Would this be a correct interpretation/assumption about the test results? Or perhaps I'm missing something?

born to hula
  • 1,274
  • 5
  • 18
  • 36

1 Answers1

5

First off, while the methods might have been developed by me, Cosma Shalizi, and Mark Newman, our implementation is in Matlab and R. The python implementation I think you're using could be from Jeff Alstott or Javier del Molino Matamala or maybe Joel Ornstein (all of these are available off my website).

Now, about the results. A likelihood ratio test (LRT) does not allow you to conclude that you do or do not have a power-law distribution. It's only a model comparison tool, meaning it evaluates whether the power law is a less terrible fit to your data than some alternative. (I phrase it that way because an LRT is not a goodness of fit method.) Hence, even if the power-law distribution is favored over all the alternatives, it doesn't mean your data are power-law distributed. It only means that the power-law model is a less terrible statistical model of the data than the alternatives are.

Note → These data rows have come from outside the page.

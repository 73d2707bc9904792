//! Key agreement: X25519 Diffie-Hellman followed by BLAKE3 key derivation
//!
//! The raw DH output is never used as a key directly. It is passed through
//! `blake3::derive_key` under a fixed context string, which yields a uniformly
//! distributed 32-byte key suitable for XChaCha20-Poly1305.

use std::fmt;

use subtle::ConstantTimeEq;
use zeroize::{Zeroize, ZeroizeOnDrop};

use super::keys::{KeyError, PublicKey, SecretKey};

/// Size of a derived shared secret in bytes (256 bits)
pub const SHARED_SECRET_SIZE: usize = 32;

const KDF_CONTEXT: &str = "cryptdoc 2024-01-01 x25519 shared secret for xchacha20poly1305 envelopes";

/// A 256-bit symmetric key agreed between two keypairs
///
/// Both parties compute the same value:
/// `derive(a.secret, b.public) == derive(b.secret, a.public)`.
///
/// Comparisons run in constant time, the bytes are wiped on drop, and
/// `Debug` does not print them.
#[derive(Clone, Zeroize, ZeroizeOnDrop)]
pub struct SharedSecret([u8; SHARED_SECRET_SIZE]);

impl From<[u8; SHARED_SECRET_SIZE]> for SharedSecret {
    fn from(bytes: [u8; SHARED_SECRET_SIZE]) -> Self {
        SharedSecret(bytes)
    }
}

impl PartialEq for SharedSecret {
    fn eq(&self, other: &Self) -> bool {
        self.0[..].ct_eq(&other.0[..]).into()
    }
}

impl Eq for SharedSecret {}

impl fmt::Debug for SharedSecret {
    fn fmt(&self, f: &mut fmt::Formatter<'_>) -> fmt::Result {
        f.write_str("SharedSecret(<redacted>)")
    }
}

impl SharedSecret {
    /// Parse a shared secret from a hexadecimal string
    ///
    /// Accepts both plain hex and "0x"-prefixed hex strings.
    pub fn from_hex(hex: &str) -> Result<Self, KeyError> {
        let hex = hex.strip_prefix("0x").unwrap_or(hex);
        let mut secret = SharedSecret([0; SHARED_SECRET_SIZE]);
        hex::decode_to_slice(hex, &mut secret.0)
            .map_err(|_| anyhow::anyhow!("shared secret hex decode error"))?;
        Ok(secret)
    }

    /// Get a reference to the secret key bytes
    pub fn bytes(&self) -> &[u8; SHARED_SECRET_SIZE] {
        &self.0
    }

    /// Copy the secret key bytes out
    pub fn to_bytes(&self) -> [u8; SHARED_SECRET_SIZE] {
        self.0
    }

    /// Convert the secret to a hexadecimal string
    pub fn to_hex(&self) -> String {
        hex::encode(self.0)
    }
}

/// Derive the shared secret between our secret key and a peer's public key
///
/// Pure and deterministic. The scalar multiplication is constant time with
/// respect to `own`, and there is no failure path: both inputs are fixed-size keys.
pub fn derive_shared_secret(own: &SecretKey, peer: &PublicKey) -> SharedSecret {
    let dh = own.as_x25519().diffie_hellman(&peer.to_x25519());
    SharedSecret(blake3::derive_key(KDF_CONTEXT, dh.as_bytes()))
}
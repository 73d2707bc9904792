use std::path::PathBuf;

use clap::Args;

use common::crypto::{KeyError, PublicKey};
use common::registry::{Registry, RegistryError};

use crate::cli::input::read_input;
use crate::cli::key_file::{read_secret_key, KeyFileError};
use crate::state::{EncodingError, EnvelopeEncoding};

/// Open an envelope as the receiver and print the JSON document inside
#[derive(Args, Debug, Clone)]
pub struct Open {
    /// File holding the receiver secret key (hex), as written by `keygen`
    #[arg(long)]
    pub secret_key_file: PathBuf,

    /// Sender public key printed by `seal` (hex)
    #[arg(long)]
    pub sender: String,

    /// Encoded envelope (reads stdin if omitted)
    #[arg(long)]
    pub input: Option<PathBuf>,

    /// Envelope text encoding (overrides the config file)
    #[arg(long, value_enum)]
    pub encoding: Option<EnvelopeEncoding>,
}

#[derive(Debug, thiserror::Error)]
pub enum OpenError {
    #[error(transparent)]
    KeyFile(#[from] KeyFileError),
    #[error("invalid sender key: {0}")]
    Key(#[from] KeyError),
    #[error("failed to read input: {0}")]
    Io(#[from] std::io::Error),
    #[error(transparent)]
    Encoding(#[from] EncodingError),
    #[error("open failed: {0}")]
    Registry(#[from] RegistryError),
    #[error("failed to render document: {0}")]
    Render(#[from] serde_json::Error),
}

#[async_trait::async_trait]
impl crate::cli::op::Op for Open {
    type Error = OpenError;
    type Output = String;

    async fn execute(&self, ctx: &crate::cli::op::OpContext) -> Result<Self::Output, Self::Error> {
        let secret_key = read_secret_key(&self.secret_key_file).await?;
        let sender = PublicKey::from_hex(&self.sender)?;
        let text = read_input(self.input.as_deref()).await?;
        let envelope = ctx.encoding(self.encoding).decode(&text)?;

        let public_key = secret_key.public();
        let registry = Registry::new(secret_key, public_key);
        let identifier = sender.to_hex();
        registry.register(identifier.as_str(), &sender);

        let document: serde_json::Value = registry.open_from(&identifier, &envelope)?;
        Ok(serde_json::to_string_pretty(&document)?)
    }
}
//! Cryptographic primitives for cryptdoc
//!
//! This module provides everything needed to seal a document for a peer:
//!
//! - **Identity**: X25519 keypairs (`SecretKey`/`PublicKey`), generated from the OS entropy source
//! - **Key Agreement**: X25519 Diffie-Hellman reduced through BLAKE3 key derivation
//!   into a 32-byte `SharedSecret`
//! - **Envelopes**: XChaCha20-Poly1305 authenticated encryption with a random
//!   24-byte nonce prepended to the ciphertext
//!
//! # Protocol Overview
//!
//! A sender and a receiver each hold a keypair. Once each side knows the other's
//! public key (how they learn it is out of scope), both derive the same shared secret:
//!
//! 1. `derive(sender.secret, receiver.public) == derive(receiver.secret, sender.public)`
//! 2. The sender seals documents with the shared secret: `nonce || ciphertext || tag`
//! 3. The receiver opens them with its own copy of the shared secret
//!
//! Envelopes carry no key identifier or algorithm tag. The caller must know which
//! shared secret applies before opening one.

mod entropy;
mod envelope;
mod keys;
mod shared_secret;

pub use entropy::{EntropySource, OsEntropy, RandomnessError};
pub use envelope::{
    open, open_bytes, seal, seal_bytes, seal_bytes_with, seal_with, EnvelopeError,
    ENVELOPE_OVERHEAD, NONCE_SIZE, TAG_SIZE,
};
pub use keys::{
    generate_key_pair, KeyError, KeyPair, PublicKey, SecretKey, PRIVATE_KEY_SIZE,
    PUBLIC_KEY_SIZE,
};
pub use shared_secret::{derive_shared_secret, SharedSecret, SHARED_SECRET_SIZE};

#[cfg(test)]
pub(crate) use entropy::test::FailingEntropy;
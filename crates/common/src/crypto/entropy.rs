//! Source of cryptographically secure random bytes
//!
//! Key generation and envelope nonces both draw from an [`EntropySource`].
//! Production code uses [`OsEntropy`]; the trait exists so callers can plug in
//! a different source (hardware RNG, test doubles) without touching the protocol.

/// Errors raised when the entropy source cannot fill a buffer.
///
/// Fatal for the operation that asked for randomness. Nothing in this crate retries.
#[derive(Debug, thiserror::Error)]
#[error("entropy source failed to supply {requested} bytes: {source}")]
pub struct RandomnessError {
    requested: usize,
    #[source]
    source: getrandom::Error,
}

impl RandomnessError {
    pub fn new(requested: usize, source: getrandom::Error) -> Self {
        Self { requested, source }
    }

    /// Number of bytes the failed request asked for
    pub fn requested(&self) -> usize {
        self.requested
    }
}

/// A cryptographically secure random byte generator
pub trait EntropySource: Send + Sync {
    /// Fill `dest` completely or fail. Partial fills are never reported as success.
    fn fill(&self, dest: &mut [u8]) -> Result<(), RandomnessError>;
}

/// Entropy drawn from the operating system (`getrandom(2)`, `BCryptGenRandom`, ...)
#[derive(Debug, Clone, Copy, Default)]
pub struct OsEntropy;

impl EntropySource for OsEntropy {
    fn fill(&self, dest: &mut [u8]) -> Result<(), RandomnessError> {
        getrandom::getrandom(dest).map_err(|e| RandomnessError::new(dest.len(), e))
    }
}
use std::fmt;

use serde::{Deserialize, Serialize};
use x25519_dalek::{PublicKey as X25519PublicKey, StaticSecret};
use zeroize::Zeroizing;

use super::entropy::{EntropySource, OsEntropy, RandomnessError};

/// Size of X25519 private key in bytes
pub const PRIVATE_KEY_SIZE: usize = 32;
/// Size of X25519 public key in bytes
pub const PUBLIC_KEY_SIZE: usize = 32;

/// Errors that can occur when parsing keys from untyped input
#[derive(Debug, thiserror::Error)]
pub enum KeyError {
    #[error("key error: {0}")]
    Default(#[from] anyhow::Error),
}

/// Public half of an X25519 keypair
///
/// Safe to log, print, and hand to peers. This is what a sender transmits to
/// a receiver (and vice versa) out of band before any envelope is exchanged.
///
/// # Examples
///
/// ```ignore
/// let pair = KeyPair::generate()?;
///
/// // Serialize to hex for transmission
/// let hex = pair.public.to_hex();
/// let recovered = PublicKey::from_hex(&hex)?;
/// assert_eq!(pair.public, recovered);
/// ```
#[derive(Clone, Copy, PartialEq, Eq, Hash, PartialOrd, Ord, Serialize, Deserialize)]
pub struct PublicKey([u8; PUBLIC_KEY_SIZE]);

impl From<[u8; PUBLIC_KEY_SIZE]> for PublicKey {
    fn from(bytes: [u8; PUBLIC_KEY_SIZE]) -> Self {
        PublicKey(bytes)
    }
}

impl From<PublicKey> for [u8; PUBLIC_KEY_SIZE] {
    fn from(key: PublicKey) -> Self {
        key.0
    }
}

impl TryFrom<&[u8]> for PublicKey {
    type Error = KeyError;
    fn try_from(bytes: &[u8]) -> Result<Self, Self::Error> {
        if bytes.len() != PUBLIC_KEY_SIZE {
            return Err(anyhow::anyhow!(
                "invalid public key size, expected {}, got {}",
                PUBLIC_KEY_SIZE,
                bytes.len()
            )
            .into());
        }
        let mut buff = [0; PUBLIC_KEY_SIZE];
        buff.copy_from_slice(bytes);
        Ok(buff.into())
    }
}

impl fmt::Debug for PublicKey {
    fn fmt(&self, f: &mut fmt::Formatter<'_>) -> fmt::Result {
        write!(f, "PublicKey({})", self.to_hex())
    }
}

impl fmt::Display for PublicKey {
    fn fmt(&self, f: &mut fmt::Formatter<'_>) -> fmt::Result {
        f.write_str(&self.to_hex())
    }
}

impl PublicKey {
    /// Parse a public key from a hexadecimal string
    ///
    /// Accepts both plain hex and "0x"-prefixed hex strings.
    pub fn from_hex(hex: &str) -> Result<Self, KeyError> {
        let hex = hex.strip_prefix("0x").unwrap_or(hex);
        let mut buff = [0; PUBLIC_KEY_SIZE];
        hex::decode_to_slice(hex, &mut buff)
            .map_err(|_| anyhow::anyhow!("public key hex decode error"))?;
        Ok(buff.into())
    }

    /// Convert public key to raw bytes
    pub fn to_bytes(&self) -> [u8; PUBLIC_KEY_SIZE] {
        self.0
    }

    /// Convert public key to hexadecimal string
    pub fn to_hex(&self) -> String {
        hex::encode(self.0)
    }

    pub(crate) fn to_x25519(self) -> X25519PublicKey {
        X25519PublicKey::from(self.0)
    }
}

/// Private half of an X25519 keypair
///
/// The bytes are wiped from memory when the key is dropped. `Debug` never prints
/// key material; use [`SecretKey::to_hex`] when an export is explicitly wanted.
#[derive(Clone)]
pub struct SecretKey(StaticSecret);

impl From<[u8; PRIVATE_KEY_SIZE]> for SecretKey {
    fn from(secret: [u8; PRIVATE_KEY_SIZE]) -> Self {
        Self(StaticSecret::from(secret))
    }
}

impl fmt::Debug for SecretKey {
    fn fmt(&self, f: &mut fmt::Formatter<'_>) -> fmt::Result {
        f.write_str("SecretKey(<redacted>)")
    }
}

impl SecretKey {
    /// Parse a secret key from a hexadecimal string
    ///
    /// Accepts both plain hex and "0x"-prefixed hex strings.
    pub fn from_hex(hex: &str) -> Result<Self, KeyError> {
        let hex = hex.strip_prefix("0x").unwrap_or(hex);
        let mut buff = Zeroizing::new([0; PRIVATE_KEY_SIZE]);
        hex::decode_to_slice(hex, &mut buff[..])
            .map_err(|_| anyhow::anyhow!("private key hex decode error"))?;
        Ok(Self::from(*buff))
    }

    /// Generate a new random secret key from the OS entropy source
    pub fn generate() -> Result<Self, RandomnessError> {
        Self::generate_with(&OsEntropy)
    }

    /// Generate a new random secret key from the given entropy source
    pub fn generate_with(entropy: &dyn EntropySource) -> Result<Self, RandomnessError> {
        let mut bytes = Zeroizing::new([0u8; PRIVATE_KEY_SIZE]);
        entropy.fill(&mut bytes[..])?;
        Ok(Self::from(*bytes))
    }

    /// Derive the public key from this secret key
    pub fn public(&self) -> PublicKey {
        PublicKey(X25519PublicKey::from(&self.0).to_bytes())
    }

    /// Convert secret key to raw bytes
    pub fn to_bytes(&self) -> [u8; PRIVATE_KEY_SIZE] {
        self.0.to_bytes()
    }

    /// Convert secret key to hexadecimal string
    pub fn to_hex(&self) -> String {
        hex::encode(Zeroizing::new(self.to_bytes()))
    }

    pub(crate) fn as_x25519(&self) -> &StaticSecret {
        &self.0
    }
}

/// A matched X25519 secret and public key
#[derive(Debug, Clone)]
pub struct KeyPair {
    pub public: PublicKey,
    pub secret: SecretKey,
}

impl From<SecretKey> for KeyPair {
    fn from(secret: SecretKey) -> Self {
        Self {
            public: secret.public(),
            secret,
        }
    }
}

impl KeyPair {
    /// Generate a fresh keypair from the OS entropy source
    pub fn generate() -> Result<Self, RandomnessError> {
        Self::generate_with(&OsEntropy)
    }

    /// Generate a fresh keypair from the given entropy source
    pub fn generate_with(entropy: &dyn EntropySource) -> Result<Self, RandomnessError> {
        SecretKey::generate_with(entropy).map(Self::from)
    }
}

/// Generate a fresh keypair from the OS entropy source
pub fn generate_key_pair() -> Result<KeyPair, RandomnessError> {
    KeyPair::generate()
}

To evaluate whether the power-law distribution itself is a statistically plausible model, you should compute the p-value for the fitted power-law model, using the semi-parametric bootstrap we describe in our paper. If p>0.1, and the power-law model is favored over the alternatives by the LRT, then you can conclude relatively strong support for your data following a power-law distribution.

Back to your specific results: each of your LRT comparisons produces a pair (r,p), where r is the normalized log likelihood ratio and p is the statistical significance of that ratio. The thing that is being tested for the p-value here is whether the sign of r is meaningful. If p<0.05 for a LRT, then a positive sign indicates the power-law model is favored. Looking at your results, I see that the exponential and lognormal_positive alternatives are worse fits to the data than the power-law model. However, the lognormal, stretched_exponential, and truncated_power_law are not, meaning these alternatives are just as terrible fits to the data as your power-law model.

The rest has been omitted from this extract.